More killings are required to prevent the police from figuring
out the guilty party.
The Talented Mr. Ripley left me so cold and uninvolved
I find it difficult to write about. The film purports to be about
social difference, class envy and the explosive consequences of
repressing one's sexual impulses. It seemed to me bloated and
dull, one of those works that wants to have it both ways: the
director places attractive stars in picturesque settings to insure
success at the box office and his own career advancement, and
then claims to be addressing complex and even painful subjects.
I sense artistic opportunism and intellectual muddiness.
The film touches upon certain things. After he's been mistaken
for one of Dickie's Princeton chums, Tom is told by the family
chauffeur, the Greenleaf name opens a lot of doors.
His first experience with pretending to be Dickie brings him instantly
into contact with a bored rich young woman, Meredith Logue (Cate
Blanchett), who treats him as one of her own kind. Ripley gets
a taste of the good life in Italy, and wants to keep on tasting
it. He says at one point, I always thought it would be better
to be a fake somebody than a real nobody.

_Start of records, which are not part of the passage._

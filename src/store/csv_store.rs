//! CSV files holding the accumulated dataset.
//!
//! Each journal run merges into two files: the journal's own CSV and the
//! cross-journal aggregate. Writes go to a temporary file in the same
//! directory which is then renamed over the target, so a crash mid-write
//! leaves the previous file intact.

use super::merge;
use crate::error::StoreError;
use crate::models::{Column, JournalProfile, Record, StoreRow};
use crate::utils::slugify;
use std::fs;
use std::path::{Path, PathBuf};
use tracing::{debug, info, instrument};

/// File name of the cross-journal aggregate.
pub const AGGREGATE_FILE: &str = "all_journals.csv";

/// Row counts of one merge.
#[derive(Debug, Clone, Copy, Default, PartialEq, Eq)]
pub struct MergeOutcome {
    /// Rows in the file before the merge.
    pub existing: usize,
    /// Rows the merge added.
    pub added: usize,
    /// Rows in the file after the merge.
    pub total: usize,
}

/// Both merges of one journal run.
#[derive(Debug, Clone, Copy, Default, PartialEq, Eq)]
pub struct StoreReport {
    pub journal: MergeOutcome,
    pub aggregate: MergeOutcome,
}

#[derive(Debug, Clone)]
pub struct CsvStore {
    data_dir: PathBuf,
}

impl CsvStore {
    pub fn new(data_dir: impl Into<PathBuf>) -> Self {
        Self {
            data_dir: data_dir.into(),
        }
    }

    /// `{data_dir}/{publisher}_{journal}.csv`
    pub fn journal_path(&self, profile: &JournalProfile) -> PathBuf {
        self.data_dir.join(format!(
            "{}_{}.csv",
            profile.publisher.id(),
            slugify(&profile.journal_key)
        ))
    }

    pub fn aggregate_path(&self) -> PathBuf {
        self.data_dir.join(AGGREGATE_FILE)
    }

    /// Rows currently stored at `path`; a missing file has none.
    pub fn read_rows(path: &Path) -> Result<Vec<StoreRow>, StoreError> {
        if !path.exists() {
            return Ok(Vec::new());
        }
        let csv_error = |source| StoreError::Csv {
            path: path.to_path_buf(),
            source,
        };
        let mut reader = csv::Reader::from_path(path).map_err(csv_error)?;
        reader
            .deserialize()
            .collect::<Result<Vec<StoreRow>, _>>()
            .map_err(csv_error)
    }

    /// Merge `rows` into the file at `path`, deduplicating on every column.
    ///
    /// # Errors
    ///
    /// Returns [`StoreError`] if the existing file cannot be parsed or the
    /// merged file cannot be written. The previous file is untouched then.
    #[instrument(level = "info", skip_all, fields(path = %path.display(), rows = rows.len()))]
    pub fn merge_into(&self, path: &Path, rows: &[StoreRow]) -> Result<MergeOutcome, StoreError> {
        let existing = Self::read_rows(path)?;
        let existing_count = existing.len();
        let merged = merge(existing, rows.to_vec(), &Column::ALL);

        write_atomically(path, &merged)?;

        let outcome = MergeOutcome {
            existing: existing_count,
            added: merged.len().saturating_sub(existing_count),
            total: merged.len(),
        };
        info!(
            existing = outcome.existing,
            added = outcome.added,
            total = outcome.total,
            "Merged rows"
        );
        Ok(outcome)
    }

    /// Merge a journal's records into its own file and the aggregate.
    pub fn persist(
        &self,
        profile: &JournalProfile,
        records: &[Record],
    ) -> Result<StoreReport, StoreError> {
        let rows: Vec<StoreRow> = records
            .iter()
            .map(|record| StoreRow::from_record(profile, record))
            .collect();

        let journal = self.merge_into(&self.journal_path(profile), &rows)?;
        let aggregate = self.merge_into(&self.aggregate_path(), &rows)?;
        Ok(StoreReport { journal, aggregate })
    }
}

fn write_atomically(path: &Path, rows: &[StoreRow]) -> Result<(), StoreError> {
    let io_error = |source| StoreError::Io {
        path: path.to_path_buf(),
        source,
    };
    if let Some(parent) = path.parent() {
        fs::create_dir_all(parent).map_err(io_error)?;
    }

    let tmp_path = path.with_extension("csv.tmp");
    let csv_error = |source| StoreError::Csv {
        path: tmp_path.clone(),
        source,
    };
    let mut writer = csv::Writer::from_path(&tmp_path).map_err(csv_error)?;
    if rows.is_empty() {
        writer
            .write_record(Column::ALL.iter().map(|c| c.header()))
            .map_err(csv_error)?;
    }
    for row in rows {
        writer.serialize(row).map_err(csv_error)?;
    }
    writer.flush().map_err(|source| StoreError::Io {
        path: tmp_path.clone(),
        source,
    })?;
    drop(writer);

    fs::rename(&tmp_path, path).map_err(io_error)?;
    debug!(path = %path.display(), rows = rows.len(), "Wrote CSV");
    Ok(())
}
//! Page loading behind the [`PageFetcher`] capability.
//!
//! Everything downstream works on a loaded [`Document`] and never talks to
//! the network directly, so each stage can be tested against in-memory pages.
//!
//! # Architecture
//!
//! - [`PageFetcher`]: core trait, `fetch(url, settle_delay) -> Document`
//! - [`HttpFetcher`]: reqwest-backed implementation used by the binary
//! - [`Document`]: parsed page with `find` / `find_all` / `text` / `attribute`
//! - [`Locator`]: a CSS selector validated when a profile is built
//!
//! # Settle Delay
//!
//! Each fetch waits for the configured settle delay before requesting the
//! page. Runs are sequential, so this doubles as a fixed pause between
//! requests to the same publisher.

use crate::error::{ConfigError, FetchError};
use scraper::{ElementRef, Html, Node, Selector};
use serde::{Deserialize, Serialize};
use std::fmt;
use std::time::{Duration, Instant};
use tokio::time::sleep;
use tracing::{debug, instrument, warn};
use url::Url;

/// Elements whose boundaries become line breaks in extracted text.
const BLOCK_ELEMENTS: &[&str] = &[
    "address", "article", "br", "dd", "div", "dl", "dt", "figcaption", "footer", "h1", "h2",
    "h3", "h4", "h5", "h6", "header", "li", "ol", "p", "section", "table", "td", "th", "tr",
    "ul",
];

/// A CSS selector together with the source text it was parsed from.
#[derive(Clone, Deserialize, Serialize)]
#[serde(try_from = "String", into = "String")]
pub struct Locator {
    source: String,
    selector: Selector,
}

impl Locator {
    pub fn parse(source: &str) -> Result<Self, ConfigError> {
        let selector = Selector::parse(source).map_err(|e| ConfigError::Selector {
            selector: source.to_string(),
            reason: e.to_string(),
        })?;
        Ok(Self {
            source: source.to_string(),
            selector,
        })
    }

    pub fn as_str(&self) -> &str {
        &self.source
    }
}

impl TryFrom<String> for Locator {
    type Error = ConfigError;

    fn try_from(source: String) -> Result<Self, Self::Error> {
        Locator::parse(&source)
    }
}

impl From<Locator> for String {
    fn from(locator: Locator) -> Self {
        locator.source
    }
}

impl fmt::Debug for Locator {
    fn fmt(&self, f: &mut fmt::Formatter<'_>) -> fmt::Result {
        f.debug_tuple("Locator").field(&self.source).finish()
    }
}

impl PartialEq for Locator {
    fn eq(&self, other: &Self) -> bool {
        self.source == other.source
    }
}

/// A loaded and parsed page.
pub struct Document {
    url: Url,
    html: Html,
}

impl Document {
    pub fn parse(url: &str, body: &str) -> Result<Self, FetchError> {
        let url = Url::parse(url).map_err(|source| FetchError::InvalidUrl {
            url: url.to_string(),
            source,
        })?;
        Ok(Self {
            url,
            html: Html::parse_document(body),
        })
    }

    pub fn url(&self) -> &Url {
        &self.url
    }

    /// First element matching `locator`.
    pub fn find(&self, locator: &Locator) -> Option<ElementRef<'_>> {
        self.html.select(&locator.selector).next()
    }

    /// All elements matching `locator`, in document order.
    pub fn find_all(&self, locator: &Locator) -> Vec<ElementRef<'_>> {
        self.html.select(&locator.selector).collect()
    }

    /// First descendant of `element` matching `locator`.
    pub fn find_within<'a>(element: ElementRef<'a>, locator: &Locator) -> Option<ElementRef<'a>> {
        element.select(&locator.selector).next()
    }

    pub fn find_all_within<'a>(element: ElementRef<'a>, locator: &Locator) -> Vec<ElementRef<'a>> {
        element.select(&locator.selector).collect()
    }

    /// Rendered text of an element.
    ///
    /// Text nodes are concatenated in document order; block-level element
    /// boundaries become `\n`, and script/style content is skipped. The
    /// result is trimmed but otherwise left for the caller to normalize.
    pub fn text(element: ElementRef<'_>) -> String {
        let mut out = String::new();
        push_text(element, &mut out);
        out.trim().to_string()
    }

    pub fn attribute(element: ElementRef<'_>, name: &str) -> Option<String> {
        element.value().attr(name).map(str::to_string)
    }
}

fn push_text(element: ElementRef<'_>, out: &mut String) {
    for child in element.children() {
        match child.value() {
            Node::Text(text) => out.push_str(text),
            Node::Element(_) => {
                let Some(child) = ElementRef::wrap(child) else {
                    continue;
                };
                let name = child.value().name();
                if matches!(name, "script" | "style") {
                    continue;
                }
                let block = BLOCK_ELEMENTS.contains(&name);
                if block {
                    break_line(out);
                }
                push_text(child, out);
                if block {
                    break_line(out);
                }
            }
            _ => {}
        }
    }
}

fn break_line(out: &mut String) {
    if !out.is_empty() && !out.ends_with('\n') {
        out.push('\n');
    }
}

impl fmt::Debug for Document {
    fn fmt(&self, f: &mut fmt::Formatter<'_>) -> fmt::Result {
        f.debug_struct("Document").field("url", &self.url.as_str()).finish()
    }
}

/// Capability to load a page.
///
/// Implementors return a parsed [`Document`] or a [`FetchError`]; callers
/// decide whether a failure skips one URL or aborts a journal.
pub trait PageFetcher {
    async fn fetch(&self, url: &str, settle_delay: Duration) -> Result<Document, FetchError>;
}

/// Plain HTTP fetcher built on a shared reqwest client.
#[derive(Debug, Clone)]
pub struct HttpFetcher {
    client: reqwest::Client,
}

impl HttpFetcher {
    /// Build a fetcher with the given user agent and per-request timeout.
    ///
    /// # Errors
    ///
    /// Returns [`FetchError::Client`] if the TLS backend cannot be initialised.
    pub fn new(user_agent: &str, timeout: Duration) -> Result<Self, FetchError> {
        let client = reqwest::Client::builder()
            .user_agent(user_agent)
            .timeout(timeout)
            .build()
            .map_err(FetchError::Client)?;
        Ok(Self { client })
    }
}

impl PageFetcher for HttpFetcher {
    #[instrument(level = "debug", skip(self))]
    async fn fetch(&self, url: &str, settle_delay: Duration) -> Result<Document, FetchError> {
        sleep(settle_delay).await;

        let t0 = Instant::now();
        let request_error = |source| FetchError::Request {
            url: url.to_string(),
            source,
        };
        let response = self.client.get(url).send().await.map_err(request_error)?;
        let status = response.status();
        if !status.is_success() {
            warn!(%url, status = status.as_u16(), "Page request rejected");
            return Err(FetchError::Status {
                url: url.to_string(),
                status: status.as_u16(),
            });
        }
        // Redirects may land on a different host; resolve links against it.
        let final_url = response.url().to_string();
        let body = response.text().await.map_err(request_error)?;
        debug!(
            %url,
            %final_url,
            bytes = body.len(),
            elapsed_ms = t0.elapsed().as_millis() as u64,
            "Fetched page"
        );

        Document::parse(&final_url, &body)
    }
}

Then there is the question of Ripley's sexuality. Self-hating
and ashamed, he stumbles about in his desire for Dickie. Empty
and absent to himself, Ripley doesn't merely want to possess the
object of his affection, he wants to be him. If Dickie
were to inhabit his body than he would be somebody in the literal
sense, perhaps for the first time.
But all this remains on the level of ideas or images thrown
out, without commitment or passion. None of it is deeply felt.
This is not what spectators will take away with them. This is
another film at the end of which, more than anything else, people
will wish they were beautiful and famous, and celebrities like
the actors on the screen. It will not make them think or feel
deeply about the rich, or America, or their own lives. It's all
an imitation of art and life. To someone navigating an ocean of
junk, of course, such films may be mistaken for serious work.
The Talented Mr. Ripley is neither fish nor fowl. It
is not well-paced and concise enough to work as a thriller; it
doesn't possess the depth of a serious social or psychological
analysis. It just sits there, self-important and essentially hollow.
Spontaneity in the film, such as it is, is provided by Jude
Law as Greenleaf and Philip Seymour Hoffman as his snobbish, parasitical
friend. With the other actors, Gwyneth Paltrow in particular,
one can see and hear the gears clicking.
Patricia Highsmith
Patricia Highsmith, whose 1955 novel Minghella adapted, has
a considerable following, particularly in Europe. Born in Texas
and raised in New York City, Highsmith spent most of her life
as an expatriate. Her first novel, Strangers on a Train
(1950), was made into a remarkable film by Alfred Hitchcock in
1951; it has subsequently formed the basis of several bad films,
including the execrable Throw Momma From the Train (1987).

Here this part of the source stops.